Мелочная критика мелочных дел без понимания фундаментальных проблем космологии, человеческого познания, этики и политической философии и без принятия серьёзных усилий решить их представляется мне губительной. Похоже, что любая строка, допускающая неправильное толкование, становится основанием для написания очередной критической философской статьи. Схоластика, в худшем смысле этого слова, расцветает; все великие идеи тонут в потоке слов.
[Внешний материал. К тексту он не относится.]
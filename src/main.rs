//! Terminal gridfall runner.
//!
//! Owns the gravity timer the engine deliberately does not have: polls for
//! input until the next tick deadline, applies actions, ticks the session,
//! and re-reads `drop_interval_ms` every iteration so level-ups speed the
//! game up immediately.

use std::time::{Duration, Instant};

use anyhow::Result;
use crossterm::event::{self, Event, KeyEventKind};

use gridfall::core::Session;
use gridfall::input::{map_key, should_quit};
use gridfall::term::Terminal;

fn main() -> Result<()> {
    // Wall-clock nanos are plenty of entropy for piece selection.
    let seed = std::time::SystemTime::now()
        .duration_since(std::time::UNIX_EPOCH)
        .map(|d| d.subsec_nanos())
        .unwrap_or(1);

    let mut term = Terminal::new();
    term.enter()?;

    let result = run(&mut term, seed);

    // Always try to restore terminal state.
    let _ = term.exit();
    result
}

fn run(term: &mut Terminal, seed: u32) -> Result<()> {
    let mut session = Session::new(seed);
    let mut next_tick = Instant::now() + Duration::from_millis(session.drop_interval_ms() as u64);

    term.draw(&session)?;

    loop {
        let timeout = next_tick
            .checked_duration_since(Instant::now())
            .unwrap_or(Duration::ZERO);

        if event::poll(timeout)? {
            if let Event::Key(key) = event::read()? {
                if key.kind != KeyEventKind::Press {
                    continue;
                }
                if should_quit(key) {
                    return Ok(());
                }
                if let Some(action) = map_key(key) {
                    if session.apply_action(action) {
                        term.draw(&session)?;
                    }
                }
            }
            continue;
        }

        // Deadline reached: one gravity step, then re-arm from the session's
        // current cadence (it changes on level-up).
        if session.tick() {
            term.draw(&session)?;
        }
        next_tick = Instant::now() + Duration::from_millis(session.drop_interval_ms() as u64);
    }
}
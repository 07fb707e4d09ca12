mod common;

use std::cell::Cell;

use common::Labeled;
use tether::{
    async_initiate, bind, initiation_fn, AssociatedImmediateExecutor, Binder, Handler,
};

#[test]
fn rewrapped_handler_carries_the_bound_executor() {
    let _ = tracing_subscriber::fmt::try_init();

    let seen = Cell::new(None);
    let delivered = Cell::new(0);

    async_initiate(
        initiation_fn(|handler: Binder<_, Labeled>| {
            seen.set(Some(handler.immediate_executor(())));
            handler.complete((41,));
        }),
        bind(Labeled("io"), |x: i32| delivered.set(x)),
    );

    assert_eq!(seen.get(), Some(Labeled("io")));
    assert_eq!(delivered.get(), 41);
}

#[test]
fn nested_bindings_report_the_outermost_executor() {
    let seen = Cell::new(None);
    let invoked = Cell::new(false);

    async_initiate(
        initiation_fn(|handler: Binder<Binder<_, Labeled>, Labeled>| {
            seen.set(Some(handler.immediate_executor(())));
            handler.complete(());
        }),
        bind(Labeled("outer"), bind(Labeled("inner"), || invoked.set(true))),
    );

    assert_eq!(seen.get(), Some(Labeled("outer")));
    assert!(invoked.get());
}

#[test]
fn plain_handlers_are_their_own_token() {
    let delivered = Cell::new(0);

    async_initiate(
        initiation_fn(|handler| Handler::complete(handler, (7, 8))),
        |x: i32, y: i32| delivered.set(x + y),
    );

    assert_eq!(delivered.get(), 15);
}

#[test]
fn initiation_chooses_when_to_invoke() {
    let delivered = Cell::new(0);
    let mut parked = None;

    async_initiate(
        initiation_fn(|handler: Binder<_, Labeled>| parked = Some(handler)),
        bind(Labeled("later"), |x: i32| delivered.set(x)),
    );

    // Nothing ran yet; the association waits with the parked handler.
    assert_eq!(delivered.get(), 0);

    let handler = parked.take().unwrap();

    assert_eq!(handler.immediate_executor(()), Labeled("later"));

    handler.complete((9,));

    assert_eq!(delivered.get(), 9);
}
В то же время, многие редакторы журналов в качестве доказательства смелости и оригинальности мышления нередко допускают на их страницах самонадеянность и грубость, в прошлом почти не встречавшиеся в философской литературе…В отличие от мелочных философов с их мелочными проблемами, я вижу основную задачу философии в том, чтобы критически размышлять о Вселенной и нашем месте в ней, а так же о наших познавательных возможностях и способности вершить добро и зло». Это пишет профессионал от философии, я же не имею философского образования, но, в отличие от К. Поппера у меня есть идеи, а у него профессиональные рассуждения, которые я не вправе забыть.
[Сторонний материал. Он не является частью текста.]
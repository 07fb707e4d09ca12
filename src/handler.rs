//! # Handler
//! The invocation seam used for completion handlers, and the trait-extraction
//! helpers of the legacy functional-adapter convention.

/// # Handler
/// A completion handler that can be invoked exactly once with the argument
/// tuple `Args`.
///
/// Asynchronous machinery invokes handlers through this trait rather than
/// through the `Fn` traits directly, so that wrappers such as
/// [`Binder`](crate::Binder) can forward invocation without implementing the
/// `Fn` traits themselves. Plain closures, functions, and function pointers of
/// up to five arguments implement it out of the box.
pub trait Handler<Args> {
    /// The value produced by the handler.
    type Output;

    /// Invokes the handler, consuming it.
    fn complete(self, args: Args) -> Self::Output;
}

macro_rules! impl_handler {
    ($($arg:ident),*) => {
        impl<Func, Ret, $($arg),*> Handler<($($arg,)*)> for Func
        where
            Func: FnOnce($($arg),*) -> Ret,
        {
            type Output = Ret;

            fn complete(self, args: ($($arg,)*)) -> Ret {
                #[allow(non_snake_case)]
                let ($($arg,)*) = args;
                self($($arg),*)
            }
        }
    };
}

impl_handler!();
impl_handler!(A1);
impl_handler!(A1, A2);
impl_handler!(A1, A2, A3);
impl_handler!(A1, A2, A3, A4);
impl_handler!(A1, A2, A3, A4, A5);

/// # ResultType
/// Advertises a handler's result type, following the legacy functional
/// adapter convention.
///
/// Presence is opt-in: a type that does not advertise a result type simply
/// does not implement this trait, and generic code probes for it with a trait
/// bound instead of assuming it. Plain function pointers of zero, one, and two
/// arguments come with an implementation; pointers of higher arity
/// deliberately do not, mirroring the limit of the legacy convention.
///
/// A target that advertises nothing exposes nothing, even once wrapped:
///
/// ```compile_fail
/// use tether::{bind, InlineExecutor, ResultType};
///
/// fn probe<T: ResultType>(_: &T) {}
///
/// // Closures are not function pointers and advertise no result type.
/// let binder = bind(InlineExecutor, |x: i32| x + 1);
/// probe(&binder);
/// ```
pub trait ResultType {
    /// The handler's advertised result type.
    type Result;
}

/// # ArgumentType
/// Advertises the parameter type of a one-argument handler, following the
/// legacy functional adapter convention. Present only for types that opt in
/// and for one-argument function pointers.
pub trait ArgumentType {
    /// The handler's advertised parameter type.
    type Argument;
}

/// # ArgumentTypes
/// Advertises the parameter types of a two-argument handler, following the
/// legacy functional adapter convention. Present only for types that opt in
/// and for two-argument function pointers.
pub trait ArgumentTypes {
    /// The handler's advertised first parameter type.
    type First;

    /// The handler's advertised second parameter type.
    type Second;
}

impl<R> ResultType for fn() -> R {
    type Result = R;
}

impl<R, A1> ResultType for fn(A1) -> R {
    type Result = R;
}

impl<R, A1, A2> ResultType for fn(A1, A2) -> R {
    type Result = R;
}

impl<R, A1> ArgumentType for fn(A1) -> R {
    type Argument = A1;
}

impl<R, A1, A2> ArgumentTypes for fn(A1, A2) -> R {
    type First = A1;
    type Second = A2;
}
К. Поппер пишет: «Аналогичным философским предрассудком является современный влиятельный тезис, согласно которому рациональная дискуссия возможна лишь между теми, у кого позиции совпадают в принципиальном. Это пагубное учение означает, что невозможна рациональная или критическая дискуссия, если её участники выступают с разных позиций. Оно приводит, как и рациональные прежде теории, к нежелательным и нигилистическим последствиям. Многие придерживаются этих теорий. Их критика входит в сферу задач философии, одну из основных областей которой у многих профессиональных философов составляет теория познания».
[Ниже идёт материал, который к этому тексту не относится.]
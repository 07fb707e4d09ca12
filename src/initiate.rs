//! # Initiate
//! The async-result initiation protocol: how an asynchronous operation is
//! started for a given completion token, and how a [`Binder`] token keeps its
//! executor attached to the handler the operation eventually invokes.

#[cfg(any(debug_tracing, release_tracing))]
use tracing::Level;

use crate::binder::Binder;
use crate::handler::Handler;

/// # Initiation
/// The strategy that starts the underlying asynchronous machinery once the
/// final completion handler is known.
///
/// An initiation is an explicit value passed to [`async_initiate`] at the
/// call site. Whatever extra arguments the operation needs are closed over by
/// the strategy itself. The machinery the strategy hands the handler to must
/// invoke it exactly once, on completion.
pub trait Initiation<H> {
    /// Starts the operation with `handler` as its completion handler.
    fn initiate(self, handler: H);
}

/// # InitiationFn
/// Adapts a plain closure as an [`Initiation`]. Created by [`initiation_fn`].
pub struct InitiationFn<F>(F);

impl<F, H> Initiation<H> for InitiationFn<F>
where
    F: FnOnce(H),
{
    fn initiate(self, handler: H) {
        (self.0)(handler);
    }
}

/// Wraps a closure as an [`Initiation`] strategy.
pub fn initiation_fn<F>(f: F) -> InitiationFn<F> {
    InitiationFn(f)
}

/// # CompletionToken
/// The async-result protocol: given a completion token and an operation whose
/// completion signature is the argument tuple `Args`, decide which handler
/// the initiation receives and what the initiating caller gets back.
///
/// Plain handlers act as their own token: any closure or function of up to
/// five arguments is a token whose handler is itself and whose return value
/// is `()`. Richer tokens (a [`Binder`](crate::Binder), the
/// [`Oneshot`](crate::Oneshot) flavor) substitute a different handler or a
/// different return value.
///
/// `initiate` consumes the token, so an adaptation is single-use and scoped
/// to one initiation by construction.
pub trait CompletionToken<Args>: Sized {
    /// The completion handler actually handed to the initiation.
    type Handler: Handler<Args>;

    /// The value returned to the initiating caller.
    type Return;

    /// Runs `initiation` for this token and produces the caller's return
    /// value.
    fn initiate<I>(self, initiation: I) -> Self::Return
    where
        I: Initiation<Self::Handler>;
}

macro_rules! impl_completion_token {
    ($($arg:ident),*) => {
        impl<Func, Ret, $($arg),*> CompletionToken<($($arg,)*)> for Func
        where
            Func: FnOnce($($arg),*) -> Ret,
        {
            type Handler = Func;
            type Return = ();

            fn initiate<I>(self, initiation: I)
            where
                I: Initiation<Func>,
            {
                initiation.initiate(self);
            }
        }
    };
}

impl_completion_token!();
impl_completion_token!(A1);
impl_completion_token!(A1, A2);
impl_completion_token!(A1, A2, A3);
impl_completion_token!(A1, A2, A3, A4);
impl_completion_token!(A1, A2, A3, A4, A5);

/// Runs an asynchronous initiation for `token`.
///
/// This is the entry point initiating functions call: the token decides which
/// handler the initiation receives and what the caller gets back.
///
/// ```
/// use tether::{async_initiate, initiation_fn};
///
/// async_initiate(
///     initiation_fn(|handler: fn(i32)| handler(7)),
///     (|x: i32| assert_eq!(x, 7)) as fn(i32),
/// );
/// ```
pub fn async_initiate<Args, T, I>(initiation: I, token: T) -> T::Return
where
    T: CompletionToken<Args>,
    I: Initiation<T::Handler>,
{
    token.initiate(initiation)
}

// Closes over the bound executor and the original initiation. Once the
// underlying machinery hands over the real handler, that handler is re-wrapped
// in a fresh binder carrying the executor, then forwarded. Exactly one re-wrap
// happens per initiation.
struct InitiationWrapper<E, I> {
    executor: E,
    initiation: I,
}

impl<E, I, H> Initiation<H> for InitiationWrapper<E, I>
where
    I: Initiation<Binder<H, E>>,
{
    fn initiate(self, handler: H) {
        self.initiation
            .initiate(Binder::new(self.executor, handler));
    }
}

// The adaptation for binder tokens. The inner token drives the underlying
// protocol exactly as it would unwrapped; only the handler comes back wearing
// the executor that was bound at initiation time.
impl<T, E, Args> CompletionToken<Args> for Binder<T, E>
where
    T: CompletionToken<Args>,
{
    type Handler = Binder<T::Handler, E>;
    type Return = T::Return;

    fn initiate<I>(self, initiation: I) -> Self::Return
    where
        I: Initiation<Self::Handler>,
    {
        let (executor, inner) = self.into_parts();

        crate::event!(
            Level::TRACE,
            "Initiating with a bound immediate executor"
        );

        async_initiate(
            InitiationWrapper {
                executor,
                initiation,
            },
            inner,
        )
    }
}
Не могу не обратить внимания вдумчивого читателя на такие строки К. Поппера: «По моему мнению, на профессиональной философии лежит некоторая вина. Она нуждается в оправдании своего существования. Я думаю, что поскольку я сам – профессиональный философ, то и на мне так же лежит определённая доля вины. Я признаю себя виновным и, подобно Сократу, готов защищаться…И всё же, в чём вина философии? По моему мнению, на многих философах, включая некоторых великих, лежит доля вины…В то время как Сократ требовал от государственного мужа мудрости тем самым полагал, что ему (государственному мужу. – М.С.Б.) следовало бы знать, как он мало знает; Платон же считал, что мудрецу, учёному-философу следует быть государственным мужем, даже абсолютным правителем. (С Платона мания величия становится самой распространённой профессиональной болезнью философов). В десятой книге «законов» он вводит даже институт, который стал образцом инквизиции и концентрационных лагерей. И он же сам рекомендовал построить концентрационный лагерь с одиночной камерой с целью исцелять инакомыслящих - диссидентов». Действительно, у Платона есть такие строки: «О моём собственном случае – божественном знамении – не стоит и упоминать: такого, пожалуй, ещё ни с кем раньше не бывало».
В то же время считаю нужным обратить вдумчивого читателя на такие строчки К. Поппера: «Это привело к современной философской технике устранения неугодных высказываний и проблем «как бессмысленных»». Очень важное замечание, которое касается меня напрямую, но об этом немного позже.